▸ EXERCISE GOAL
Check each line below for the word "NotesCommand" and give the count alone.

[Start of Attachment]

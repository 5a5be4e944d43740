//! Fluent wrapper around assert_cmd::Command.

// Allow dead code since this is a test utility shared by several test crates
#![allow(dead_code)]

use assert_cmd::Command;
use serde::de::DeserializeOwned;
use std::path::Path;

/// Fluent wrapper around `assert_cmd::Command` for the `notes` binary.
pub struct NotesCommand {
    args: Vec<String>,
    envs: Vec<(String, String)>,
    stdin: Option<String>,
}

impl NotesCommand {
    /// Creates a new command for the `notes` binary.
    pub fn new() -> Self {
        Self {
            args: Vec::new(),
            envs: Vec::new(),
            stdin: None,
        }
    }

    /// Sets the `--dir` option to specify the notes directory.
    pub fn dir(mut self, path: &Path) -> Self {
        self.args.push("--dir".to_string());
        self.args.push(path.to_string_lossy().to_string());
        self
    }

    /// Adds arguments to the command.
    pub fn args<I, S>(mut self, args: I) -> Self
    where
        I: IntoIterator<Item = S>,
        S: AsRef<str>,
    {
        self.args
            .extend(args.into_iter().map(|s| s.as_ref().to_string()));
        self
    }

    /// Sets an environment variable for the command.
    pub fn env(mut self, key: &str, value: impl AsRef<str>) -> Self {
        self.envs.push((key.to_string(), value.as_ref().to_string()));
        self
    }

    /// Feeds `input` to the command's stdin.
    pub fn stdin(mut self, input: impl Into<String>) -> Self {
        self.stdin = Some(input.into());
        self
    }

    /// Returns the current arguments (for testing).
    pub fn get_args(&self) -> &[String] {
        &self.args
    }

    /// Runs the command and returns an Assert for making assertions.
    #[allow(deprecated)]
    pub fn assert(self) -> assert_cmd::assert::Assert {
        let mut cmd = Command::cargo_bin("notes").expect("Failed to find notes binary");
        cmd.args(&self.args);
        cmd.envs(self.envs);
        if let Some(input) = self.stdin {
            cmd.write_stdin(input);
        }
        cmd.assert()
    }

    /// Runs the command, expects success, and returns stdout as a string.
    pub fn output_success(self) -> String {
        let output = self.assert().success().get_output().stdout.clone();
        String::from_utf8(output).expect("Output was not valid UTF-8")
    }

    /// Runs the command, expects success, and parses stdout as JSON.
    pub fn output_json<T: DeserializeOwned>(self) -> T {
        let output = self.output_success();
        serde_json::from_str(&output).expect("Failed to parse output as JSON")
    }

    // ===========================================
    // Command Shortcuts
    // ===========================================

    /// Configures for the `create` command with inline content.
    pub fn create(self, name: &str, content: &str) -> Self {
        self.args(["create", name, "--content", content])
    }

    /// Configures for the `ls` command.
    pub fn ls(self) -> Self {
        self.args(["ls"])
    }

    /// Configures for a content search.
    pub fn search(self, query: &str) -> Self {
        self.args(["search", query])
    }

    /// Configures for a tag search.
    pub fn search_tag(self, tag: &str) -> Self {
        self.args(["search", tag, "--kind", "tag"])
    }

    /// Configures for the `show` command.
    pub fn show(self, note: &str) -> Self {
        self.args(["show", note])
    }

    /// Configures for the `tags` command.
    pub fn tags(self) -> Self {
        self.args(["tags"])
    }

    /// Configures for the `add-tags` command.
    pub fn add_tags(self, note: &str, tags: &str) -> Self {
        self.args(["add-tags", note, tags])
    }

    /// Configures for the `remove-tags` command.
    pub fn remove_tags(self, note: &str, tags: &str) -> Self {
        self.args(["remove-tags", note, tags])
    }

    /// Configures for an unconfirmed `delete`.
    pub fn delete(self, note: &str) -> Self {
        self.args(["delete", note, "--yes"])
    }

    // ===========================================
    // Format Options
    // ===========================================

    /// Adds `--format json` to the command.
    pub fn format_json(self) -> Self {
        self.args(["--format", "json"])
    }

    /// Adds `--format paths` to the command.
    pub fn format_paths(self) -> Self {
        self.args(["--format", "paths"])
    }
}

impl Default for NotesCommand {
    fn default() -> Self {
        Self::new()
    }
}

#[cfg(test)]
mod tests {
    use super::*;
    use tempfile::TempDir;

    // ===========================================
    // NotesCommand Basics
    // ===========================================

    #[test]
    fn test_command_runs_binary() {
        NotesCommand::new().args(["--help"]).assert().success();
    }

    #[test]
    fn test_command_with_dir() {
        let temp = TempDir::new().unwrap();
        let cmd = NotesCommand::new().dir(temp.path());
        let args = cmd.get_args();
        assert_eq!(args[0], "--dir");
        assert_eq!(args[1], temp.path().to_string_lossy());
    }

    #[test]
    fn test_command_shortcuts() {
        let cmd = NotesCommand::new().search_tag("work").format_json();
        assert_eq!(
            cmd.get_args(),
            ["search", "work", "--kind", "tag", "--format", "json"]
        );
    }
}
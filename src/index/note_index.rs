//! In-memory tag and content index over the full note set.

use crate::domain::Note;
use std::collections::HashMap;
use std::path::Path;

/// Counts reported by the `stats` command.
#[derive(Debug, Clone, Copy, Default, PartialEq, Eq)]
pub struct IndexStats {
    /// Total notes indexed.
    pub notes: usize,
    /// Distinct lowercased tags.
    pub tags: usize,
}

/// A derived, rebuildable index over notes.
///
/// Holds every note in the order it was supplied plus a map from lowercased
/// tag to the positions of the notes carrying it. After
/// [`rebuild`](Self::rebuild) the index depends on nothing but its input.
///
/// Nothing here performs I/O, so no query can fail. An empty index answers
/// every query with an empty result.
#[derive(Debug, Default)]
pub struct NoteIndex {
    notes: Vec<Note>,
    tags: HashMap<String, Vec<usize>>,
}

impl NoteIndex {
    /// Creates an empty index.
    pub fn new() -> Self {
        Self::default()
    }

    /// Replaces the whole index with `notes`, keeping their order.
    pub fn rebuild(&mut self, notes: impl IntoIterator<Item = Note>) {
        self.notes.clear();
        self.tags.clear();
        for note in notes {
            self.insert(note);
        }
    }

    /// Appends one note, filing it under each of its tags.
    ///
    /// A note listing the same tag twice (in any casing) appears twice in
    /// that tag's bucket.
    pub fn insert(&mut self, note: Note) {
        let position = self.notes.len();
        for tag in note.tags() {
            self.tags.entry(tag.to_lowercase()).or_default().push(position);
        }
        self.notes.push(note);
    }

    /// Removes the first note stored at `path` and returns it.
    ///
    /// Afterwards every query answers as if the index had been rebuilt
    /// from the remaining notes in their current order.
    pub fn remove(&mut self, path: &Path) -> Option<Note> {
        let position = self.notes.iter().position(|n| n.path() == path)?;
        let removed = self.notes.remove(position);

        self.tags.retain(|_, bucket| {
            bucket.retain(|&p| p != position);
            for p in bucket.iter_mut() {
                if *p > position {
                    *p -= 1;
                }
            }
            !bucket.is_empty()
        });

        Some(removed)
    }

    /// Returns the notes filed under `tag`, compared case-insensitively.
    ///
    /// Only whole tags match; there is no prefix or substring matching.
    pub fn search_by_tag(&self, tag: &str) -> Vec<&Note> {
        self.tags
            .get(&tag.to_lowercase())
            .map(|bucket| bucket.iter().map(|&p| &self.notes[p]).collect())
            .unwrap_or_default()
    }

    /// Returns every note whose content or name contains `query`,
    /// ignoring case. An empty query matches every note.
    pub fn search_by_content(&self, query: &str) -> Vec<&Note> {
        let query = query.to_lowercase();
        self.notes
            .iter()
            .filter(|n| {
                n.content().to_lowercase().contains(&query)
                    || n.name().to_lowercase().contains(&query)
            })
            .collect()
    }

    /// Returns all notes in rebuild order.
    pub fn all_notes(&self) -> &[Note] {
        &self.notes
    }

    /// Returns the distinct lowercased tags. Order is unspecified.
    pub fn all_tags(&self) -> Vec<&str> {
        self.tags.keys().map(String::as_str).collect()
    }

    /// Returns note and tag totals.
    pub fn stats(&self) -> IndexStats {
        IndexStats {
            notes: self.notes.len(),
            tags: self.tags.len(),
        }
    }

    /// Returns the number of indexed notes.
    pub fn len(&self) -> usize {
        self.notes.len()
    }

    /// Returns true if no notes are indexed.
    pub fn is_empty(&self) -> bool {
        self.notes.is_empty()
    }
}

[End of Attachment]

▸ SOLUTION TO THE PROBLEM
7